◆ **PROBLEM**
Scan the records for the string "Healthy", then copy each line that has it.

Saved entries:
== == ==

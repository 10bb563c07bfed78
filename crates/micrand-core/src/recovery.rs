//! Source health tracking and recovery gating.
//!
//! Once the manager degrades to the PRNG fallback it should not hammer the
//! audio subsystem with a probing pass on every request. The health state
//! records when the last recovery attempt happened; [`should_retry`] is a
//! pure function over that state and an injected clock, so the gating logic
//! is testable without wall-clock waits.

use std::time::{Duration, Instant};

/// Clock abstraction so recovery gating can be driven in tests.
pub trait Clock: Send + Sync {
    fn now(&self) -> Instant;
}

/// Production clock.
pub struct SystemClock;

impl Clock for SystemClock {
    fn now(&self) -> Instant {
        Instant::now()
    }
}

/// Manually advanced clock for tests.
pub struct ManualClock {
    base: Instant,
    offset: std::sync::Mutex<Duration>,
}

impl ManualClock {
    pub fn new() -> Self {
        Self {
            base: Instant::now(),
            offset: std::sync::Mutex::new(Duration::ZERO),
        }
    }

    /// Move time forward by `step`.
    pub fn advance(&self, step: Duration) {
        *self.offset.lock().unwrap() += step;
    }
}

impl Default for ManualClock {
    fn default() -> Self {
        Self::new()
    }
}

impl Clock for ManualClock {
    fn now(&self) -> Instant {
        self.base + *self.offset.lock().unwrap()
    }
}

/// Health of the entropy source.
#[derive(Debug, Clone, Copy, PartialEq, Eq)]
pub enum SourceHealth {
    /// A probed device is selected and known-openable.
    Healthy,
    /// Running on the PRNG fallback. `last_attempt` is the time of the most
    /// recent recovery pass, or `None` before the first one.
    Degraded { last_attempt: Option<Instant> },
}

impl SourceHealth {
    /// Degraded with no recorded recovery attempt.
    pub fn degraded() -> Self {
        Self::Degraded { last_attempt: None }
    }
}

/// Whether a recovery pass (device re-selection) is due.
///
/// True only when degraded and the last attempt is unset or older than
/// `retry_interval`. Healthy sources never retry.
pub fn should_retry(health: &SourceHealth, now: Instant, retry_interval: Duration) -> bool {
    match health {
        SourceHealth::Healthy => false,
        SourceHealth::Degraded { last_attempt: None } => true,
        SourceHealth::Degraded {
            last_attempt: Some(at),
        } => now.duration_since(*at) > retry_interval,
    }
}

== == ==

◆ **EXERCISE RESPONSE**
    Healthy,
/// `retry_interval`. Healthy sources never retry.
        SourceHealth::Healthy => false,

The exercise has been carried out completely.